■ What you will do
Below are entries. Reproduce exactly the lines between the line holding "assert_eq!(result, origin);" and the line holding "changes and the", inclusive, and only those.

Dataset entries
---+---
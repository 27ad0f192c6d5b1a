//! Color configuration for the patch renderer and highlighter.

use super::DiffBackground;
use ratatui::style::Color;
use serde::{Deserialize, Serialize};

/// Name of the built-in syntax theme used when none is configured.
pub const DEFAULT_SYNTAX_THEME: &str = "base16-ocean.dark";

/// Colors used when rendering a patch.
///
/// The palette is injected by the orchestrator (usually loaded from the
/// `[palette]` table of the config file) instead of living in global state.
/// Colors deserialize from names (`"green"`) or hex strings (`"#004d24"`).
///
/// # Example
///
/// ```ignore
/// use patch_explorer::Palette;
/// use ratatui::style::Color;
///
/// let palette = Palette {
///     syntax_theme: "InspiredGitHub".to_string(),
///     addition_background: Color::Rgb(30, 60, 30),
///     ..Palette::default()
/// };
/// ```
#[derive(Debug, Clone, PartialEq, Eq, Serialize, Deserialize)]
#[serde(default)]
pub struct Palette {
    /// Syntax theme name, resolved against the built-in theme set.
    pub syntax_theme: String,
    /// Background under the code of addition lines.
    pub addition_background: Color,
    /// Background under the code of deletion lines.
    pub deletion_background: Color,
    /// Background for line-by-line selection (like vim's cursorline).
    pub selected_background: Color,
    /// Background of the marker column for lines included in a custom patch.
    pub included_background: Color,
    /// Foreground for addition lines.
    pub addition_foreground: Color,
    /// Foreground for deletion lines.
    pub deletion_foreground: Color,
    /// Foreground for context lines and header text.
    pub default_foreground: Color,
    /// Foreground for hunk markers and the selection indicator.
    pub accent: Color,
    /// Margin glyph marking selected rows in hunk/range mode.
    pub indicator: char,
}

impl Default for Palette {
    fn default() -> Self {
        Self {
            syntax_theme: DEFAULT_SYNTAX_THEME.to_string(),
            addition_background: Color::Rgb(0, 77, 36), // #004d24
            deletion_background: Color::Rgb(77, 0, 24), // #4d0018
            selected_background: Color::Rgb(60, 60, 60),
            included_background: Color::Green,
            addition_foreground: Color::Green,
            deletion_foreground: Color::Red,
            default_foreground: Color::Reset,
            accent: Color::Cyan,
            indicator: '▌',
        }
    }
}

impl Palette {
    /// Background color for a diff background class.
    pub fn background(&self, bg: DiffBackground) -> Option<Color> {
        match bg {
            DiffBackground::None => None,
            DiffBackground::Addition => Some(self.addition_background),
            DiffBackground::Deletion => Some(self.deletion_background),
            DiffBackground::Selected => Some(self.selected_background),
        }
    }
}

#[cfg(test)]
mod tests {
    use super::*;

    #[test]
    fn test_default_palette() {
        let palette = Palette::default();
        assert_eq!(palette.syntax_theme, "base16-ocean.dark");
        assert_eq!(palette.indicator, '▌');
        assert_eq!(
            palette.background(DiffBackground::Addition),
            Some(Color::Rgb(0, 77, 36))
        );
        assert_eq!(
            palette.background(DiffBackground::Deletion),
            Some(Color::Rgb(77, 0, 24))
        );
        assert_eq!(
            palette.background(DiffBackground::Selected),
            Some(Color::Rgb(60, 60, 60))
        );
        assert_eq!(palette.background(DiffBackground::None), None);
    }
}
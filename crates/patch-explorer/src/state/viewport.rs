//! Scroll origin geometry.

use super::SelectionRange;

/// Compute the scroll origin that keeps `selection` visible.
///
/// Moves as little as possible: the origin is unchanged while the whole
/// selection is inside `[origin, origin + height)`, otherwise it scrolls up
/// to reveal `start` or down to reveal `end`. The result is clamped to
/// `[0, max(0, total_lines - height)]`.
pub fn calculate_origin(
    current_origin: usize,
    buffer_height: usize,
    total_lines: usize,
    selection: Option<SelectionRange>,
) -> usize {
    let max_origin = total_lines.saturating_sub(buffer_height);

    let origin = match selection {
        Some(range) if buffer_height > 0 => {
            if range.start < current_origin {
                range.start
            } else if range.end >= current_origin + buffer_height {
                range.end + 1 - buffer_height
            } else {
                current_origin
            }
        }
        _ => current_origin,
    };

    origin.min(max_origin)
}

#[cfg(test)]
mod tests {
    use super::*;

    fn range(start: usize, end: usize) -> Option<SelectionRange> {
        Some(SelectionRange::new(start, end))
    }

    #[test]
    fn test_visible_selection_keeps_origin() {
        assert_eq!(calculate_origin(5, 10, 50, range(7, 9)), 5);
        assert_eq!(calculate_origin(5, 10, 50, range(5, 14)), 5);
    }

    #[test]
    fn test_scroll_down_reveals_end() {
        assert_eq!(calculate_origin(5, 10, 50, range(20, 22)), 13);
        assert_eq!(calculate_origin(5, 10, 50, range(15, 15)), 6);
    }

    #[test]
    fn test_scroll_up_reveals_start() {
        assert_eq!(calculate_origin(20, 10, 50, range(3, 4)), 3);
        assert_eq!(calculate_origin(20, 10, 50, range(19, 25)), 19);
    }

    #[test]
    fn test_origin_is_clamped() {
        // Content shorter than the view.
        assert_eq!(calculate_origin(8, 10, 6, range(2, 2)), 0);
        // Stale origin past the end.
        assert_eq!(calculate_origin(45, 10, 50, range(44, 44)), 40);
        // Zero height view never scrolls past the end.
        assert_eq!(calculate_origin(3, 0, 5, range(4, 4)), 3);
        assert_eq!(calculate_origin(9, 0, 5, range(4, 4)), 5);
    }

    #[test]
    fn test_no_selection() {
        assert_eq!(calculate_origin(4, 10, 50, None), 4);
        assert_eq!(calculate_origin(45, 10, 50, None), 40);
    }

    #[test]
    fn test_result_always_within_bounds() {
        for total in 0..30 {
            for height in 0..12 {
                for origin in 0..35 {
                    for start in 0..total {
                        for end in start..total.min(start + 4) {
                            let result = calculate_origin(origin, height, total, range(start, end));
                            assert!(result <= total.saturating_sub(height));
                            let visible = start >= origin && end < origin + height;
                            if visible && origin <= total.saturating_sub(height) {
                                assert_eq!(result, origin);
                            }
                        }
                    }
                }
            }
        }
    }
}
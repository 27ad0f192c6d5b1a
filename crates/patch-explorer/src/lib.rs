//! # patch-explorer
//!
//! An interactive explorer for a single file's patch: line and hunk/range
//! selection, syntax-highlighted diff rendering for a terminal view, and
//! viewport scrolling that keeps the selection visible.
//!
//! ## Design Principles
//!
//! The crate never draws to a terminal itself. It renders ANSI-styled text and
//! pushes it, along with scroll and cursor coordinates, to a [`HostView`]
//! supplied by the application. Colors come from an injected [`Palette`].
//!
//! ## Action-Based Architecture
//!
//! The orchestrating application maps key events to [`ExplorerAction`]
//! variants and dispatches them to the explorer. All state changes and the
//! render that follows happen under one lock, so events may arrive from any
//! thread.
//!
//! ## Usage
//!
//! ```rust,ignore
//! use patch_explorer::{ExplorerAction, HighlightAssets, Palette, PatchExplorer};
//! use std::sync::Arc;
//!
//! let assets = Arc::new(HighlightAssets::new(Palette::default()));
//! let explorer = PatchExplorer::new(my_view, assets, || included_rows());
//!
//! explorer.load_patch(patch);
//! explorer.handle_focus();
//! explorer.handle_action(ExplorerAction::ToggleSelectMode)?;
//!
//! let fragment = explorer.selected_plain_patch();
//! ```

pub mod action;
pub mod explorer;
pub mod highlight;
pub mod model;
pub mod render;
pub mod state;
pub mod traits;

// Re-export commonly used types
pub use action::ExplorerAction;
pub use explorer::{FocusState, IncludedLines, PatchExplorer};
pub use highlight::{DiffBackground, HighlightAssets, Palette, SyntaxHighlighter};
pub use model::{Hunk, LineKind, Patch, PatchLine, RowKind};
pub use render::{format_plain, format_range_plain, format_view, RenderOptions};
pub use state::{PatchState, SelectionError, SelectionMode, SelectionRange};
pub use traits::HostView;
---+---
■ Task result
                                assert_eq!(result, origin);
                            }
                        }
                    }
                }
            }
        }
    }
}
repository 27ad0f192c6d5b1a
filename crates/patch-explorer/src/lib.rs
//! # patch-explorer
//!
//! An interactive explorer for a single file's patch: line and hunk/range
//! selection, syntax-highlighted diff rendering for a terminal view, and
//! viewport scrolling that keeps the selection visible.
//!
//! ## Design Principles
//!
//! The crate never draws to a terminal itself. It renders ANSI-styled text and
//! pushes it, along with scroll and cursor coordinates, to a [`HostView`]
//! supplied by the application. Colors come from an injected [`Palette`].
//!
//! ## Action-Based Architecture
//!
//! The orchestrating application maps key events to [`ExplorerAction`]
//! variants and dispatches them to the explorer. All state changes and the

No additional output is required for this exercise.